Avec sa trentième édition, placée théoriquement sous les auspices des poétiques, la Biennale reconquiert sa place dans le concert des manifestations internationales.
São Paulo - La Biennale de São Paulo, au Brésil, n’est pas seulement l’une des plus importantes au monde. Après celle de Venise (créée en 1895), elle est la plus ancienne et, depuis 1951, elle rythme l’actualité internationale. Hébergée, depuis 1954, dans un lieu magique – le bâtiment dû à Oscar Niemeyer – qui s’étend sur 20 000 mètres carrés répartis sur trois étages, la manifestation a connu bien des vicissitudes. La dernière édition en date, voilà quatre ans, fut surnommée la « biennale du vide ». Soupçonnés de malversations, les organisateurs d’alors, privés de subventions, avaient décidé d’ouvrir malgré tout une exposition, indigente.
En 2012, la donne apparaît – c’est heureux – bien différente, le professionnalisme l’emporte. Selon le communiqué diffusé par la biennale, celle-ci n’a pas de thème, mais plutôt un motif :
« L’imminence des poétiques », en particulier « comment l’art contemporain fonctionne dans une situation d’imminence, dans un monde imprévisible caractérisé par des événements encore à venir et que nos schèmes de pensée sont incapables d’assimiler complètement ». Dont acte. En fait, la sélection des artistes n’a pas vraiment été effectuée à partir d’un thème, même si des œuvres questionnent de façon récurrente le lien entre son et image ou la territorialité. Le parti pris adopté a davantage consisté à privilégier les œuvres et les artistes plutôt qu’une problématique d’ensemble. L’approche, très didactique, montre de nombreuses œuvres pour les différents artistes participants, qui sont ainsi très bien servis. Environ 3 000 pièces – dont 70 % sont inédites et la moitié ont été produites spécialement – créées par 111 artistes sont présentées dans un bon accrochage, qui les laisse respirer.
Peu de stars
Les cartels discrets mais complets, la gratuité de l’entrée et l’accompagnement des visiteurs, notamment une impressionnante mallette conçue pour l’accueil des jeunes publics, tout concourt à ouvrir largement la manifestation. Relevons de même le très bon équilibre entre les différents médias, à l’exception des accumulations présentes à l’excès, les séries d’objets, de dessins, de photographies ou encore de couvertures de magazines constituant une façon commode de produire des œuvres monumentales à bas coût.

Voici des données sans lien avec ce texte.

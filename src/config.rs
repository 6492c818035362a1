// src/config.rs
//! Runtime configuration from `config/radar.toml`.
//!
//! Resolution:
//! 1) `$RADAR_CONFIG_PATH` (must exist)
//! 2) `config/radar.toml`
//! 3) built-in defaults
//!
//! Numeric overrides `RADAR_TOP_K` / `RADAR_NEAR_MISSES` are applied last.
//!
//! Relative paths inside a config file (`[profile]`, `summarizer.cache_dir`) are resolved
//! against the directory holding that file. Built-in defaults stay relative to the working
//! directory.

use anyhow::{anyhow, Context, Result};
use serde::Deserialize;
use std::fs;
use std::path::{Path, PathBuf};

use crate::profile::store::{DEFAULT_PROFILE_PATH, DEFAULT_TEMPLATE_PATH};

pub const DEFAULT_CONFIG_PATH: &str = "config/radar.toml";
pub const ENV_CONFIG_PATH: &str = "RADAR_CONFIG_PATH";
pub const ENV_TOP_K: &str = "RADAR_TOP_K";
pub const ENV_NEAR_MISSES: &str = "RADAR_NEAR_MISSES";

#[derive(Debug, Clone, Default, Deserialize)]
#[serde(default)]
pub struct RadarConfig {
    pub selection: SelectionConfig,
    pub scoring: ScoringConfig,
    pub profile: ProfilePaths,
    pub summarizer: SummarizerConfig,
    pub fetch: FetchConfig,
}

/// Selector knobs.
#[derive(Debug, Clone, Deserialize)]
#[serde(default)]
pub struct SelectionConfig {
    pub top_k: usize,
    pub near_misses: usize,
    pub max_per_topic: usize,
    /// Candidates scoring below this are not eligible for top-K.
    pub min_fit_score: u8,
    /// Normalized Levenshtein similarity at which two titles count as the same paper.
    pub title_similarity: f64,
}

impl Default for SelectionConfig {
    fn default() -> Self {
        Self {
            top_k: 5,
            near_misses: 3,
            max_per_topic: 1,
            min_fit_score: 0,
            title_similarity: 0.90,
        }
    }
}

/// Scorer knobs.
#[derive(Debug, Clone, Deserialize)]
#[serde(default)]
pub struct ScoringConfig {
    pub must_watch_floor: u8,
    pub negative_ceiling: u8,
    /// Points added per distinct positive keyword hit.
    pub positive_boost: u8,
    pub positive_boost_cap: u8,
    /// Minimum per-dimension score in [0,1] for a document matching nothing.
    pub dimension_baseline: f64,
}

impl Default for ScoringConfig {
    fn default() -> Self {
        Self {
            must_watch_floor: 70,
            negative_ceiling: 20,
            positive_boost: 3,
            positive_boost_cap: 15,
            dimension_baseline: 0.10,
        }
    }
}

#[derive(Debug, Clone, Deserialize)]
#[serde(default)]
pub struct ProfilePaths {
    pub path: PathBuf,
    pub template_path: PathBuf,
}

impl Default for ProfilePaths {
    fn default() -> Self {
        Self {
            path: PathBuf::from(DEFAULT_PROFILE_PATH),
            template_path: PathBuf::from(DEFAULT_TEMPLATE_PATH),
        }
    }
}

#[derive(Debug, Clone, Copy, PartialEq, Eq, Deserialize)]
#[serde(rename_all = "snake_case")]
pub enum SummarizerKind {
    Extractive,
    Command,
}

#[derive(Debug, Clone, Deserialize)]
#[serde(default)]
pub struct SummarizerConfig {
    pub kind: SummarizerKind,
    /// argv of the external reasoning engine; the prompt goes to stdin.
    pub command: Vec<String>,
    /// Cache directory; no caching when unset.
    pub cache_dir: Option<PathBuf>,
    pub max_sentences: usize,
}

impl Default for SummarizerConfig {
    fn default() -> Self {
        Self {
            kind: SummarizerKind::Extractive,
            command: Vec::new(),
            cache_dir: None,
            max_sentences: 3,
        }
    }
}

/// arXiv fetch window (collaborator only).
#[derive(Debug, Clone, Deserialize)]
#[serde(default)]
pub struct FetchConfig {
    pub lookback_days: i64,
    pub batch_size: usize,
    pub max_scan: usize,
    pub categories: Vec<String>,
}

impl Default for FetchConfig {
    fn default() -> Self {
        Self {
            lookback_days: 2,
            batch_size: 200,
            max_scan: 2000,
            categories: [
                "astro-ph",
                "astro-ph.CO",
                "astro-ph.EP",
                "astro-ph.GA",
                "astro-ph.HE",
                "astro-ph.IM",
                "astro-ph.SR",
            ]
            .into_iter()
            .map(String::from)
            .collect(),
        }
    }
}

// parse optional positive integer env
fn parse_count_env(raw: Option<String>) -> Option<usize> {
    raw.and_then(|s| s.trim().parse::<usize>().ok())
        .filter(|v| *v > 0)
}

impl RadarConfig {
    pub fn from_toml_str(s: &str) -> Result<Self> {
        let cfg: RadarConfig = toml::from_str(s).context("parsing radar config")?;
        Ok(cfg.sanitized())
    }

    pub fn load_from(path: &Path) -> Result<Self> {
        let content = fs::read_to_string(path)
            .with_context(|| format!("reading radar config from {}", path.display()))?;
        let mut cfg = Self::from_toml_str(&content)?;
        if let Some(dir) = path.parent() {
            cfg.resolve_paths(dir);
        }
        Ok(cfg)
    }

    /// Anchor relative file paths at `base`.
    pub fn resolve_paths(&mut self, base: &Path) {
        let anchor = |p: &mut PathBuf| {
            if p.is_relative() {
                *p = base.join(&*p);
            }
        };
        anchor(&mut self.profile.path);
        anchor(&mut self.profile.template_path);
        if let Some(dir) = self.summarizer.cache_dir.as_mut() {
            anchor(dir);
        }
    }

    /// Env path → default path → defaults, then env overrides.
    pub fn load_default() -> Result<Self> {
        let mut cfg = if let Ok(p) = std::env::var(ENV_CONFIG_PATH) {
            let pb = PathBuf::from(p);
            if !pb.exists() {
                return Err(anyhow!("{ENV_CONFIG_PATH} points to non-existent path"));
            }
            Self::load_from(&pb)?
        } else {
            let default = PathBuf::from(DEFAULT_CONFIG_PATH);
            if default.exists() {
                Self::load_from(&default)?
            } else {
                Self::default()
            }
        };
        cfg.apply_env_overrides();
        Ok(cfg)
    }

    pub fn apply_env_overrides(&mut self) {
        if let Some(k) = parse_count_env(std::env::var(ENV_TOP_K).ok()) {
            self.selection.top_k = k;
        }
        if let Some(m) = parse_count_env(std::env::var(ENV_NEAR_MISSES).ok()) {
            self.selection.near_misses = m;
        }
    }

    /// Clamp values into usable ranges.
    fn sanitized(mut self) -> Self {
        let s = &mut self.scoring;
        s.must_watch_floor = s.must_watch_floor.min(100);
        s.negative_ceiling = s.negative_ceiling.min(100);
        if !s.dimension_baseline.is_finite() {
            s.dimension_baseline = ScoringConfig::default().dimension_baseline;
        }
        s.dimension_baseline = s.dimension_baseline.clamp(0.0, 1.0);

        let sel = &mut self.selection;
        sel.max_per_topic = sel.max_per_topic.max(1);
        sel.min_fit_score = sel.min_fit_score.min(100);
        if !sel.title_similarity.is_finite() {
            sel.title_similarity = SelectionConfig::default().title_similarity;
        }
        sel.title_similarity = sel.title_similarity.clamp(0.0, 1.0);
        self
    }
}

La Biennale de São Paulo expose peu de stars de la scène artistique internationale et privilégie, comme à l’accoutumée, la scène « régionale » avec un fort contingent brésilien (23 artistes) mais aussi, plus largement, de créateurs d’Amérique latine (50 au total) : 7 Vénézuéliens, 4 Colombiens, Chiliens, Argentins et Mexicains, 3 Péruviens et un Uruguayen. Elle offre donc une belle occasion de découvrir la création la plus contemporaine de l’Amérique latine dans sa diversité. Notons que, s’il s’agit ici de la nationalité, de nombreux artistes vivent dans un pays différent de celui où ils sont nés, en particulier aux États-Unis et en Allemagne, ce qui ne saurait surprendre. La France est représentée par 6 artistes aussi différents que Bernard Frize (avec un ensemble de toiles qui reflètent bien son évolution de 1983 à 2012), Robert Filliou, Fernand Deligny, Michel Aubry, Pauline Bastard, Olivier Nottellet et Thomas Sipp.

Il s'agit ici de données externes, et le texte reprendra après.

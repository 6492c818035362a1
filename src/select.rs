// src/select.rs
//! Selector: scored candidates → top-K, near misses and run statistics.
//!
//! Ordering is total: fit score desc, then `published_at` desc, then id asc.
//! The walk enforces the per-topic cap and drops near-duplicate titles; every candidate
//! that does not make the list gets a concrete [`ExclusionReason`]. When the eligible pool
//! runs out, top-K shrinks and the shortfall is reported, never padded.

use crate::config::SelectionConfig;
use crate::error::{RadarError, Result};
use crate::metrics::{ensure_described, SELECTED};
use crate::scoring::{ScoredBatch, ScoredCandidate};
use chrono::{DateTime, Utc};
use metrics::counter;
use serde::Serialize;
use std::cmp::Ordering;
use std::collections::{HashMap, HashSet};
use std::fmt;
use strsim::normalized_levenshtein;
use tracing::{info, warn};

/// Why a candidate is not in the top-K.
#[derive(Debug, Clone, PartialEq, Serialize)]
#[serde(tag = "kind", rename_all = "snake_case")]
pub enum ExclusionReason {
    DuplicateTopic { topic: String },
    NearDuplicateTitle { of: String },
    DuplicateId,
    BelowThreshold { min: u8 },
    OutsideTopK { cutoff: u8 },
    Malformed { missing: String },
}

impl fmt::Display for ExclusionReason {
    fn fmt(&self, f: &mut fmt::Formatter<'_>) -> fmt::Result {
        match self {
            Self::DuplicateTopic { topic } => {
                write!(f, "duplicate topic: `{topic}` is already represented")
            }
            Self::NearDuplicateTitle { of } => write!(f, "near-duplicate title of {of}"),
            Self::DuplicateId => f.write_str("duplicate id in batch"),
            Self::BelowThreshold { min } => write!(f, "below threshold (min fit score {min})"),
            Self::OutsideTopK { cutoff } => write!(f, "outscored (top-K cutoff {cutoff})"),
            Self::Malformed { missing } => write!(f, "malformed entry: missing {missing}"),
        }
    }
}

#[derive(Debug, Clone, PartialEq, Serialize)]
pub struct NearMiss {
    pub id: String,
    pub title: Option<String>,
    pub link: Option<String>,
    /// None for malformed entries, which were never scored.
    pub fit_score: Option<u8>,
    pub published_at: Option<DateTime<Utc>>,
    pub reason: ExclusionReason,
}

impl NearMiss {
    fn scored(c: &ScoredCandidate, reason: ExclusionReason) -> Self {
        Self {
            id: c.candidate.id.clone(),
            title: Some(c.candidate.title.clone()),
            link: Some(c.candidate.link.clone()),
            fit_score: Some(c.fit_score),
            published_at: Some(c.candidate.published_at),
            reason,
        }
    }
}

/// A counted data-quality note attached to the run: one malformed input entry.
#[derive(Debug, Clone, PartialEq, Eq, Serialize)]
pub struct Diagnostic {
    pub id: String,
    /// Zero-based position in the input batch.
    pub position: usize,
    pub missing: String,
}

impl fmt::Display for Diagnostic {
    fn fmt(&self, f: &mut fmt::Formatter<'_>) -> fmt::Result {
        write!(
            f,
            "excluded at position {}: missing {}",
            self.position, self.missing
        )
    }
}

#[derive(Debug, Clone, PartialEq, Serialize)]
pub struct SelectionResult {
    pub scanned_count: usize,
    pub requested_k: usize,
    pub top_k: Vec<ScoredCandidate>,
    /// Mean of the selected scores rounded to one decimal; 0.0 when nothing was selected.
    pub average_top_k_score: f64,
    pub near_misses: Vec<NearMiss>,
    pub diagnostics: Vec<Diagnostic>,
}

impl SelectionResult {
    /// How many slots of the requested K stayed empty.
    pub fn shortfall(&self) -> usize {
        self.requested_k.saturating_sub(self.top_k.len())
    }
}

/// Fit score desc → published_at desc → id asc.
pub fn total_order(a: &ScoredCandidate, b: &ScoredCandidate) -> Ordering {
    b.fit_score
        .cmp(&a.fit_score)
        .then_with(|| b.candidate.published_at.cmp(&a.candidate.published_at))
        .then_with(|| a.candidate.id.cmp(&b.candidate.id))
}

/// Arithmetic mean rounded to one decimal.
pub fn average_score(scores: &[u8]) -> f64 {
    if scores.is_empty() {
        return 0.0;
    }
    let mean = scores.iter().map(|&s| s as f64).sum::<f64>() / scores.len() as f64;
    (mean * 10.0).round() / 10.0
}

#[derive(Debug, Clone, Default)]
pub struct Selector {
    cfg: SelectionConfig,
}

impl Selector {
    pub fn new(cfg: SelectionConfig) -> Self {
        Self { cfg }
    }

    pub fn config(&self) -> &SelectionConfig {
        &self.cfg
    }

    pub fn select(&self, batch: ScoredBatch) -> Result<SelectionResult> {
        let scanned_count = batch.scanned_count();
        if scanned_count == 0 {
            return Err(RadarError::EmptyBatch);
        }
        ensure_described();

        let ScoredBatch {
            mut scored,
            malformed,
        } = batch;
        scored.sort_by(total_order);

        let k = self.cfg.top_k;
        let max_per_topic = self.cfg.max_per_topic.max(1);
        let mut top_k: Vec<ScoredCandidate> = Vec::with_capacity(k);
        let mut excluded: Vec<NearMiss> = Vec::new();
        let mut seen_ids: HashSet<String> = HashSet::new();
        let mut per_topic: HashMap<String, usize> = HashMap::new();

        for c in scored {
            let reason = self.exclusion(&c, &top_k, &seen_ids, &per_topic);
            seen_ids.insert(c.candidate.id.clone());
            match reason {
                Some(r) => excluded.push(NearMiss::scored(&c, r)),
                None => {
                    *per_topic.entry(c.primary_topic.clone()).or_insert(0) += 1;
                    top_k.push(c);
                }
            }
        }
        debug_assert!(per_topic.values().all(|&n| n <= max_per_topic));

        let mut diagnostics: Vec<Diagnostic> = Vec::new();
        let mut malformed_misses = Vec::with_capacity(malformed.len());
        for m in &malformed {
            diagnostics.push(Diagnostic {
                id: m.id.clone(),
                position: m.position,
                missing: m.missing.clone(),
            });
            malformed_misses.push(NearMiss {
                id: m.id.clone(),
                title: m.title.clone(),
                link: None,
                fit_score: None,
                published_at: None,
                reason: ExclusionReason::Malformed {
                    missing: m.missing.clone(),
                },
            });
        }

        let near_misses: Vec<NearMiss> = excluded
            .into_iter()
            .chain(malformed_misses)
            .take(self.cfg.near_misses)
            .collect();

        let scores: Vec<u8> = top_k.iter().map(|c| c.fit_score).collect();
        let result = SelectionResult {
            scanned_count,
            requested_k: k,
            average_top_k_score: average_score(&scores),
            top_k,
            near_misses,
            diagnostics,
        };

        counter!(SELECTED).increment(result.top_k.len() as u64);
        if result.shortfall() > 0 {
            warn!(
                target: "select",
                requested = k,
                selected = result.top_k.len(),
                "not enough eligible candidates; top-K shrinks"
            );
        }
        info!(
            target: "select",
            scanned = result.scanned_count,
            selected = result.top_k.len(),
            near_misses = result.near_misses.len(),
            average = result.average_top_k_score,
            "selection complete"
        );
        Ok(result)
    }

    fn exclusion(
        &self,
        c: &ScoredCandidate,
        top_k: &[ScoredCandidate],
        seen_ids: &HashSet<String>,
        per_topic: &HashMap<String, usize>,
    ) -> Option<ExclusionReason> {
        if seen_ids.contains(&c.candidate.id) {
            return Some(ExclusionReason::DuplicateId);
        }
        if c.fit_score < self.cfg.min_fit_score {
            return Some(ExclusionReason::BelowThreshold {
                min: self.cfg.min_fit_score,
            });
        }
        if per_topic.get(&c.primary_topic).copied().unwrap_or(0) >= self.cfg.max_per_topic.max(1)
        {
            return Some(ExclusionReason::DuplicateTopic {
                topic: c.primary_topic.clone(),
            });
        }
        let title = c.candidate.title.to_lowercase();
        if let Some(twin) = top_k.iter().find(|s| {
            normalized_levenshtein(&title, &s.candidate.title.to_lowercase())
                >= self.cfg.title_similarity
        }) {
            return Some(ExclusionReason::NearDuplicateTitle {
                of: twin.candidate.id.clone(),
            });
        }
        if top_k.len() >= self.cfg.top_k {
            return Some(ExclusionReason::OutsideTopK {
                cutoff: top_k.last().map_or(0, |s| s.fit_score),
            });
        }
        None
    }
}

Parmi les travaux exposés, on retiendra celui, sur le textile, de Sheila Hicks ; une intéressante série, composée de murs, objets ou fruits et légumes recouverts d’une épaisse argile brune qui s’écaille par Nydia Negromonte ; une vidéo représentant un sous-bois dans une quasi-obscurité de Daniel Steegmann Mangrané ; ou de très belles séries de photographies en noir et blanc (surtout des formats carrés) du Péruvien Eduardo (« Edi ») Hirose, né en 1975, dont on devrait entendre parler. La peinture n’est pas en reste avec les superbes œuvres, pour la plupart des encres sur papier en noir et blanc, de l’Argentin Eduardo Stupia interrogeant les frontières entre figuration et abstraction. Citons aussi les Brésiliens Lucia Laguna – une grande dame de la peinture – et Eduardo Berliner (dont le travail peut évoquer celui de Marc Desgrandchamp), le Vénézuelien (vivant à New York) Juan Iribarren mariant bandes colorées et coulures, ou encore le Suédois Andreas Eriksson, qui présente de grandes toiles aux tons sourds (ainsi que des sculptures).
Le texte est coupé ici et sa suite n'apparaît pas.